ASSIGNMENT
Where a line of the material contains the string "sqlx", copy that line.

RECORDS PROVIDED
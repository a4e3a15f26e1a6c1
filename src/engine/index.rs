use std::collections::{HashMap, HashSet};

use chrono::NaiveDate;
use sqlx::MySqlPool;

use crate::model::exemption::Exemption;
use crate::model::holiday::Holiday;
use crate::utils::db_utils::placeholders;

/// Per-pass lookup of `(employee, date)` exemptions.
///
/// Built from a single batched query covering every employee and date the
/// pass touches; per-row store lookups are exactly the pattern this index
/// exists to replace.
#[derive(Debug, Default)]
pub struct ExemptionIndex {
    by_key: HashMap<(u64, NaiveDate), Exemption>,
}

impl ExemptionIndex {
    pub fn from_rows(rows: Vec<Exemption>) -> Self {
        let by_key = rows
            .into_iter()
            .map(|e| ((e.employee_id, e.exemption_date), e))
            .collect();
        Self { by_key }
    }

    /// One round-trip for the whole keyset. A store failure degrades to an
    /// empty index: nothing gets exempted, and a later correct refresh
    /// repairs the statuses since the engine is stateless per pass.
    pub async fn load(pool: &MySqlPool, employee_ids: &[u64], dates: &[NaiveDate]) -> Self {
        if employee_ids.is_empty() || dates.is_empty() {
            return Self::default();
        }

        let sql = format!(
            "SELECT employee_id, exemption_date, request_type, start_time, end_time, reason \
             FROM exemptions \
             WHERE employee_id IN ({}) AND exemption_date IN ({})",
            placeholders(employee_ids.len()),
            placeholders(dates.len()),
        );

        let mut query = sqlx::query_as::<_, Exemption>(&sql);
        for id in employee_ids {
            query = query.bind(id);
        }
        for date in dates {
            query = query.bind(date);
        }

        match query.fetch_all(pool).await {
            Ok(rows) => {
                log::info!(
                    "Exemption index loaded: {} rows for {} employees / {} dates",
                    rows.len(),
                    employee_ids.len(),
                    dates.len()
                );
                Self::from_rows(rows)
            }
            Err(e) => {
                tracing::error!(error = %e, "Exemption index load failed, continuing unexempted");
                Self::default()
            }
        }
    }

    pub fn lookup(&self, employee_id: u64, date: NaiveDate) -> Option<&Exemption> {
        self.by_key.get(&(employee_id, date))
    }

    pub fn is_exempted(&self, employee_id: u64, date: NaiveDate) -> bool {
        self.by_key.contains_key(&(employee_id, date))
    }

    /// Employee ids holding any exemption on the given date; feeds the
    /// backfill skip list.
    pub fn exempted_ids_on(&self, date: NaiveDate) -> HashSet<u64> {
        self.by_key
            .keys()
            .filter(|(_, d)| *d == date)
            .map(|(id, _)| *id)
            .collect()
    }
}

/// Per-pass membership set of active holiday dates.
#[derive(Debug, Default)]
pub struct HolidayIndex {
    dates: HashSet<NaiveDate>,
}

impl HolidayIndex {
    pub fn from_rows(rows: Vec<Holiday>) -> Self {
        let dates = rows
            .into_iter()
            .filter(|h| h.is_active)
            .map(|h| h.date)
            .collect();
        Self { dates }
    }

    #[cfg(test)]
    pub fn from_dates(dates: impl IntoIterator<Item = NaiveDate>) -> Self {
        Self {
            dates: dates.into_iter().collect(),
        }
    }

    pub async fn load(pool: &MySqlPool, dates: &[NaiveDate]) -> Self {
        if dates.is_empty() {
            return Self::default();
        }

        let sql = format!(
            "SELECT id, date, title, is_active FROM holidays \
             WHERE is_active = 1 AND date IN ({})",
            placeholders(dates.len()),
        );

        let mut query = sqlx::query_as::<_, Holiday>(&sql);
        for date in dates {
            query = query.bind(date);
        }

        match query.fetch_all(pool).await {
            Ok(rows) => {
                log::info!("Holiday index loaded: {} active holidays", rows.len());
                Self::from_rows(rows)
            }
            Err(e) => {
                tracing::error!(error = %e, "Holiday index load failed, continuing with none");
                Self::default()
            }
        }
    }

    pub fn contains(&self, date: NaiveDate) -> bool {
        self.dates.contains(&date)
    }
}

PROBLEM SOLUTION
use sqlx::MySqlPool;
        let mut query = sqlx::query_as::<_, Exemption>(&sql);
        let mut query = sqlx::query_as::<_, Holiday>(&sql);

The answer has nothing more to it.